** TASK DESCRIPTION **
In the entries below, count each line where "Returns" appears. Give the total and nothing more.

Stored dataset items:
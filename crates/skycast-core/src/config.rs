use serde::{Deserialize, Serialize};
use std::path::{Path, PathBuf};
use url::Url;

use crate::error::ConfigError;

/// Configuration validation errors
#[derive(Debug, Clone)]
pub struct ConfigValidationError {
    pub field: String,
    pub message: String,
}

impl std::fmt::Display for ConfigValidationError {
    fn fmt(&self, f: &mut std::fmt::Formatter<'_>) -> std::fmt::Result {
        write!(f, "{}: {}", self.field, self.message)
    }
}

/// Result of config validation
#[derive(Debug, Clone, Default)]
pub struct ValidationResult {
    pub errors: Vec<ConfigValidationError>,
    pub warnings: Vec<ConfigValidationError>,
}

impl ValidationResult {
    /// Returns true if there are no errors (warnings are OK)
    pub fn is_valid(&self) -> bool {
        self.errors.is_empty()
    }

    /// Add an error
    pub fn add_error(&mut self, field: impl Into<String>, message: impl Into<String>) {
        self.errors.push(ConfigValidationError {
            field: field.into(),
            message: message.into(),
        });
    }

    /// Add a warning
    pub fn add_warning(&mut self, field: impl Into<String>, message: impl Into<String>) {
        self.warnings.push(ConfigValidationError {
            field: field.into(),
            message: message.into(),
        });
    }

    /// Get a user-friendly message summarizing all errors
    pub fn error_summary(&self) -> String {
        if self.errors.is_empty() {
            return String::new();
        }
        self.errors
            .iter()
            .map(|e| e.to_string())
            .collect::<Vec<_>>()
            .join("; ")
    }
}

/// Temperature unit preference
#[derive(Debug, Clone, Copy, PartialEq, Eq, Serialize, Deserialize, Default)]
#[serde(rename_all = "lowercase")]
pub enum TemperatureUnit {
    #[default]
    Celsius,
    Fahrenheit,
}

#[derive(Debug, Clone, Serialize, Deserialize)]
pub struct WeatherConfig {
    /// OpenWeatherMap API key (falls back to OPENWEATHERMAP_API_KEY)
    pub api_key: Option<String>,

    /// Base URL for the weather API
    pub base_url: String,

    /// Temperature unit preference
    pub temperature_unit: TemperatureUnit,

    /// Refresh interval in minutes
    pub refresh_minutes: u32,
}

impl Default for WeatherConfig {
    fn default() -> Self {
        Self {
            api_key: std::env::var("OPENWEATHERMAP_API_KEY").ok(),
            base_url: "https://api.openweathermap.org/data/2.5".to_string(),
            temperature_unit: TemperatureUnit::default(),
            refresh_minutes: 15,
        }
    }
}

#[derive(Debug, Clone, Serialize, Deserialize)]
pub struct Config {
    /// Application configuration directory
    pub config_dir: PathBuf,

    /// Weather settings
    #[serde(default)]
    pub weather: WeatherConfig,
}

impl Default for Config {
    fn default() -> Self {
        let config_dir = dirs::config_dir()
            .unwrap_or_else(|| PathBuf::from("."))
            .join("skycast");

        Self {
            config_dir,
            weather: WeatherConfig::default(),
        }
    }
}

impl Config {
    /// Load configuration from file, creating default if it doesn't exist
    pub fn load() -> Result<Self, ConfigError> {
        Self::load_from(&Self::config_path()?)
    }

    /// Load configuration from an explicit path
    pub fn load_from(config_path: &Path) -> Result<Self, ConfigError> {
        if !config_path.exists() {
            let config = Self::default();
            config.save_to(config_path)?;
            return Ok(config);
        }

        let contents = std::fs::read_to_string(config_path)?;
        let config: Config = toml::from_str(&contents)?;
        Ok(config)
    }

    /// Load configuration and validate it
    ///
    /// Returns the config along with any validation warnings.
    /// Returns an error if validation fails with critical errors.
    pub fn load_validated() -> Result<(Self, ValidationResult), ConfigError> {
        let config = Self::load()?;
        let validation = config.validate();

        if !validation.is_valid() {
            return Err(ConfigError::Invalid(validation.error_summary()));
        }

        if !validation.warnings.is_empty() {
            for warning in &validation.warnings {
                tracing::warn!("Config warning: {}", warning);
            }
        }

        Ok((config, validation))
    }

    /// Validate the configuration
    ///
    /// Returns a ValidationResult containing any errors or warnings.
    pub fn validate(&self) -> ValidationResult {
        let mut result = ValidationResult::default();

        self.validate_url(&self.weather.base_url, "weather.base_url", &mut result);

        // Missing API key only disables weather fetching, so warn
        if self.weather.api_key.as_deref().unwrap_or("").is_empty() {
            result.add_warning(
                "weather.api_key",
                "No API key configured - weather data will be unavailable",
            );
        }

        if self.weather.refresh_minutes == 0 {
            result.add_warning(
                "weather.refresh_minutes",
                "Weather refresh disabled (0 minutes)",
            );
        } else if self.weather.refresh_minutes > 1440 {
            result.add_warning(
                "weather.refresh_minutes",
                "Weather refresh interval is more than 24 hours",
            );
        }

        result
    }

    /// Validate a URL field
    fn validate_url(&self, url_str: &str, field_name: &str, result: &mut ValidationResult) {
        match Url::parse(url_str) {
            Ok(url) => {
                if url.scheme() != "http" && url.scheme() != "https" {
                    result.add_error(
                        field_name,
                        format!("URL must use http or https scheme, got: {}", url.scheme()),
                    );
                }

                if url.host().is_none() {
                    result.add_error(field_name, "URL must have a host");
                }
            }
            Err(e) => {
                result.add_error(field_name, format!("Invalid URL: {}", e));
            }
        }
    }

    /// Save configuration to file
    pub fn save(&self) -> Result<(), ConfigError> {
        self.save_to(&Self::config_path()?)
    }

    /// Save configuration to an explicit path
    pub fn save_to(&self, config_path: &Path) -> Result<(), ConfigError> {
        // Ensure config directory exists
        if let Some(parent) = config_path.parent() {
            std::fs::create_dir_all(parent)?;
        }

        let contents = toml::to_string_pretty(self)?;
        std::fs::write(config_path, contents)?;

        Ok(())
    }

    /// Get the path to the configuration file
    fn config_path() -> Result<PathBuf, ConfigError> {
        let config_dir = dirs::config_dir()
            .ok_or(ConfigError::NoConfigDir)?
            .join("skycast");

        Ok(config_dir.join("config.toml"))
    }
}

#[cfg(test)]
mod tests {
    #![allow(clippy::unwrap_used, clippy::expect_used, clippy::panic)]
    use super::*;

    #[test]
    fn test_valid_default_config() {
        let config = Config::default();
        let result = config.validate();
        assert!(
            result.is_valid(),
            "Default config should be valid: {:?}",
            result.errors
        );
    }

    #[test]
    fn test_invalid_base_url() {
        let mut config = Config::default();
        config.weather.base_url = "not-a-url".to_string();
        let result = config.validate();
        assert!(!result.is_valid());
        assert!(result.errors.iter().any(|e| e.field == "weather.base_url"));
    }

    #[test]
    fn test_invalid_url_scheme() {
        let mut config = Config::default();
        config.weather.base_url = "ftp://api.openweathermap.org".to_string();
        let result = config.validate();
        assert!(!result.is_valid());
        assert!(result
            .errors
            .iter()
            .any(|e| e.message.contains("http or https")));
    }

    #[test]
    fn test_missing_api_key_is_warning() {
        let mut config = Config::default();
        config.weather.api_key = None;
        let result = config.validate();
        assert!(result.is_valid());
        assert!(result.warnings.iter().any(|w| w.field == "weather.api_key"));
    }

    #[test]
    fn test_zero_refresh_is_warning() {
        let mut config = Config::default();
        config.weather.refresh_minutes = 0;
        let result = config.validate();
        assert!(result.is_valid());
        assert!(result
            .warnings
            .iter()
            .any(|w| w.field == "weather.refresh_minutes"));
    }

    #[test]
    fn test_validation_result_error_summary() {
        let mut result = ValidationResult::default();
        result.add_error("field1", "error1");
        result.add_error("field2", "error2");
        let summary = result.error_summary();
        assert!(summary.contains("field1"));
        assert!(summary.contains("field2"));
    }

    #[test]
    fn test_save_and_load_round_trip() {
        let dir = tempfile::tempdir().unwrap();
        let path = dir.path().join("config.toml");

        let mut config = Config::default();
        config.weather.temperature_unit = TemperatureUnit::Fahrenheit;
        config.weather.refresh_minutes = 30;
        config.save_to(&path).unwrap();

        let loaded = Config::load_from(&path).unwrap();
        assert_eq!(
            loaded.weather.temperature_unit,
            TemperatureUnit::Fahrenheit
        );
        assert_eq!(loaded.weather.refresh_minutes, 30);
    }

    #[test]
    fn test_load_creates_default_when_missing() {
        let dir = tempfile::tempdir().unwrap();
        let path = dir.path().join("config.toml");

        let config = Config::load_from(&path).unwrap();
        assert!(path.exists());
        assert_eq!(config.weather.refresh_minutes, 15);
    }
}
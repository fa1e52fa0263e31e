//! Temperature unit conversion. Exact conversions; rounding happens only in
//! `display_temperature` so every surface shows the same precision.

use crate::types::TemperatureUnit;

pub fn celsius_to_fahrenheit(celsius: f64) -> f64 {
    celsius * 1.8 + 32.0
}

pub fn fahrenheit_to_celsius(fahrenheit: f64) -> f64 {
    (fahrenheit - 32.0) / 1.8
}

/// Nearest-integer display value in the requested unit. The single rounding
/// point for presentation, shared by the current card and the forecast strip.
pub fn display_temperature(celsius: f64, unit: TemperatureUnit) -> i64 {
    let value = match unit {
        TemperatureUnit::Celsius => celsius,
        TemperatureUnit::Fahrenheit => celsius_to_fahrenheit(celsius),
    };
    value.round() as i64
}

#[cfg(test)]
mod tests {
    use super::*;

    #[test]
    fn test_known_points() {
        assert!((celsius_to_fahrenheit(0.0) - 32.0).abs() < f64::EPSILON);
        assert!((celsius_to_fahrenheit(100.0) - 212.0).abs() < f64::EPSILON);
        assert!((celsius_to_fahrenheit(-40.0) - -40.0).abs() < f64::EPSILON);
    }

    #[test]
    fn test_round_trip_within_tolerance() {
        for celsius in [-89.2, -40.0, -17.78, 0.0, 0.1, 21.5, 36.6, 56.7] {
            let back = fahrenheit_to_celsius(celsius_to_fahrenheit(celsius));
            assert!(
                (back - celsius).abs() < 1e-9,
                "round trip drifted for {}",
                celsius
            );
        }
    }

    #[test]
    fn test_display_rounds_to_nearest() {
        assert_eq!(display_temperature(18.4, TemperatureUnit::Celsius), 18);
        assert_eq!(display_temperature(18.5, TemperatureUnit::Celsius), 19);
        assert_eq!(display_temperature(-0.4, TemperatureUnit::Celsius), 0);
        // 18.3C = 64.94F
        assert_eq!(display_temperature(18.3, TemperatureUnit::Fahrenheit), 65);
    }
}
//! Weather-specific error types.

use thiserror::Error;

#[derive(Debug, Error)]
pub enum WeatherError {
    #[error("No match for location: {0}")]
    NotFound(String),

    #[error("Network error: {0}")]
    Network(#[from] reqwest::Error),

    #[error("Invalid API key")]
    InvalidApiKey,

    #[error("Parse error: {0}")]
    Parse(String),

    #[error("Upstream API error: {status} - {message}")]
    Api { status: u16, message: String },

    #[error("Cache error: {0}")]
    CacheError(String),
}

impl WeatherError {
    /// User-friendly error message for display.
    pub fn user_message(&self) -> String {
        match self {
            Self::NotFound(location) => format!("No weather data found for \"{}\".", location),
            Self::Network(_) => "Network error. Check your connection.".to_string(),
            Self::InvalidApiKey => "Weather API key is invalid. Check settings.".to_string(),
            Self::Parse(_) => "Received an unexpected response. Please try again.".to_string(),
            Self::Api { status, .. } if *status >= 500 => {
                "The weather service is experiencing issues. Please try again later.".to_string()
            }
            Self::Api { .. } => "Weather request failed. Please try again.".to_string(),
            Self::CacheError(_) => "Saved city could not be updated.".to_string(),
        }
    }

    /// Whether retrying the same request later could succeed.
    pub fn is_retryable(&self) -> bool {
        matches!(
            self,
            Self::Network(_) | Self::Api { status: 500.., .. }
        )
    }
}

/// Device geolocation errors.
#[derive(Debug, Error)]
pub enum LocationError {
    #[error("Location permission denied")]
    PermissionDenied,
    #[error("Location service unavailable")]
    ServiceUnavailable,
    #[error("Location request timed out")]
    Timeout,
    #[error("Location error: {0}")]
    Other(String),
}

impl LocationError {
    pub fn user_message(&self) -> &'static str {
        match self {
            Self::PermissionDenied => "Location permission is needed to show local weather.",
            Self::ServiceUnavailable => "Location services are unavailable.",
            Self::Timeout => "Finding your location took too long.",
            Self::Other(_) => "Could not determine your location.",
        }
    }
}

** ANSWER BELOW **
4